== ABOUT THIS TASK ==
Check each line of the data for "weather", and copy the ones that have it.

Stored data
-------

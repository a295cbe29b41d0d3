use anyhow::{Context, Result, anyhow};
use directories::ProjectDirs;
use serde::{Deserialize, Serialize};
use std::{
    fs,
    path::{Path, PathBuf},
    time::Duration,
};

use crate::{
    city::{City, CityRegistry},
    model::PanelVariant,
    provider::openmeteo::DEFAULT_BASE_URL,
    runtime::{CLOCK_TICK, REFRESH_INTERVAL},
};

/// Dashboard settings stored on disk. Every field is optional; absent ones fall back
/// to the built-in defaults.
///
/// Example TOML:
/// ```toml
/// panel = "detailed"
/// default_city = "Mumbai"
/// refresh_interval_secs = 600
/// ```
#[derive(Debug, Clone, Serialize, Deserialize, Default, PartialEq)]
pub struct Config {
    pub api_base_url: Option<String>,
    pub refresh_interval_secs: Option<u64>,
    pub clock_tick_ms: Option<u64>,
    pub panel: Option<PanelVariant>,
    /// Must name a registered city.
    pub default_city: Option<String>,
}

impl Config {
    pub fn api_base_url(&self) -> &str {
        self.api_base_url.as_deref().unwrap_or(DEFAULT_BASE_URL)
    }

    pub fn refresh_interval(&self) -> Duration {
        self.refresh_interval_secs
            .map(Duration::from_secs)
            .unwrap_or(REFRESH_INTERVAL)
    }

    pub fn clock_tick(&self) -> Duration {
        self.clock_tick_ms
            .map(Duration::from_millis)
            .unwrap_or(CLOCK_TICK)
    }

    pub fn panel(&self) -> PanelVariant {
        self.panel.unwrap_or_default()
    }

    /// The configured default city, checked against `registry`.
    pub fn default_city<'a>(&self, registry: &'a CityRegistry) -> Result<&'a City> {
        match &self.default_city {
            None => Ok(registry.first()),
            Some(name) => registry.find(name).ok_or_else(|| {
                anyhow!(
                    "Configured default city '{name}' is not one of: {}.\n\
                     Hint: run `weather configure` to pick another one.",
                    registry.names().collect::<Vec<_>>().join(", ")
                )
            }),
        }
    }

    pub fn validate(&self, registry: &CityRegistry) -> Result<()> {
        self.default_city(registry)?;
        if self.refresh_interval_secs == Some(0) {
            return Err(anyhow!("refresh_interval_secs must be greater than zero"));
        }
        if self.clock_tick_ms == Some(0) {
            return Err(anyhow!("clock_tick_ms must be greater than zero"));
        }
        Ok(())
    }

    /// Load config from the platform location, or defaults if it doesn't exist yet.
    pub fn load() -> Result<Self> {
        Self::load_from(&Self::config_file_path()?)
    }

    pub fn load_from(path: &Path) -> Result<Self> {
        if !path.exists() {
            // First run: no config file, return defaults.
            return Ok(Self::default());
        }

        let contents = fs::read_to_string(path)
            .with_context(|| format!("Failed to read config file: {}", path.display()))?;

        let cfg: Config = toml::from_str(&contents)
            .with_context(|| format!("Failed to parse config file: {}", path.display()))?;

        Ok(cfg)
    }

    pub fn save(&self) -> Result<()> {
        self.save_to(&Self::config_file_path()?)
    }

    /// Save config, creating parent directories as needed.
    pub fn save_to(&self, path: &Path) -> Result<()> {
        if let Some(parent) = path.parent() {
            fs::create_dir_all(parent).with_context(|| {
                format!("Failed to create config directory: {}", parent.display())
            })?;
        }

        let toml =
            toml::to_string_pretty(self).context("Failed to serialize configuration to TOML")?;

        fs::write(path, toml)
            .with_context(|| format!("Failed to write config file: {}", path.display()))?;

        Ok(())
    }

    pub fn config_file_path() -> Result<PathBuf> {
        Ok(project_dirs()?.config_dir().join("config.toml"))
    }

    /// Directory for the dashboard's log file.
    pub fn data_dir() -> Result<PathBuf> {
        Ok(project_dirs()?.data_local_dir().to_path_buf())
    }
}

fn project_dirs() -> Result<ProjectDirs> {
    ProjectDirs::from("dev", "weather-dashboard", "weather")
        .ok_or_else(|| anyhow!("Could not determine platform config directory"))
}

#[cfg(test)]
mod tests {
    use super::*;

    #[test]
    fn defaults_match_dashboard_constants() {
        let cfg = Config::default();
        assert_eq!(cfg.api_base_url(), "https://api.open-meteo.com");
        assert_eq!(cfg.refresh_interval(), Duration::from_millis(600_000));
        assert_eq!(cfg.clock_tick(), Duration::from_millis(1_000));
        assert_eq!(cfg.panel(), PanelVariant::Detailed);
        assert_eq!(cfg.default_city(&CityRegistry::default()).unwrap().name, "Delhi");
    }

    #[test]
    fn unknown_default_city_is_rejected() {
        let cfg = Config {
            default_city: Some("Chennai".into()),
            ..Config::default()
        };
        let err = cfg.validate(&CityRegistry::default()).unwrap_err();
        let msg = err.to_string();
        assert!(msg.contains("'Chennai'"));
        assert!(msg.contains("Delhi, Bangalore, Mumbai, Gulbarga"));
    }

    #[test]
    fn zero_intervals_are_rejected() {
        let cfg = Config {
            refresh_interval_secs: Some(0),
            ..Config::default()
        };
        assert!(cfg.validate(&CityRegistry::default()).is_err());
    }

    #[test]
    fn missing_file_loads_defaults() {
        let dir = tempfile::tempdir().unwrap();
        let cfg = Config::load_from(&dir.path().join("absent.toml")).unwrap();
        assert_eq!(cfg, Config::default());
    }

    #[test]
    fn save_then_load_preserves_settings() {
        let dir = tempfile::tempdir().unwrap();
        let path = dir.path().join("nested").join("config.toml");
        let cfg = Config {
            panel: Some(PanelVariant::Basic),
            default_city: Some("Gulbarga".into()),
            refresh_interval_secs: Some(120),
            ..Config::default()
        };

        cfg.save_to(&path).unwrap();
        let loaded = Config::load_from(&path).unwrap();

        assert_eq!(loaded, cfg);
        assert_eq!(loaded.refresh_interval(), Duration::from_secs(120));
    }

    #[test]
    fn panel_is_written_in_lowercase() {
        let toml = toml::to_string_pretty(&Config {
            panel: Some(PanelVariant::Basic),
            ..Config::default()
        })
        .unwrap();
        assert!(toml.contains("panel = \"basic\""));
    }

    #[test]
    fn malformed_file_reports_path() {
        let dir = tempfile::tempdir().unwrap();
        let path = dir.path().join("config.toml");
        fs::write(&path, "panel = 42").unwrap();
        let err = Config::load_from(&path).unwrap_err();
        assert!(err.to_string().contains("Failed to parse config file"));
    }
}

-------

== ANSWER TO THE PROBLEM ==
                     Hint: run `weather configure` to pick another one.",
    ProjectDirs::from("dev", "weather-dashboard", "weather")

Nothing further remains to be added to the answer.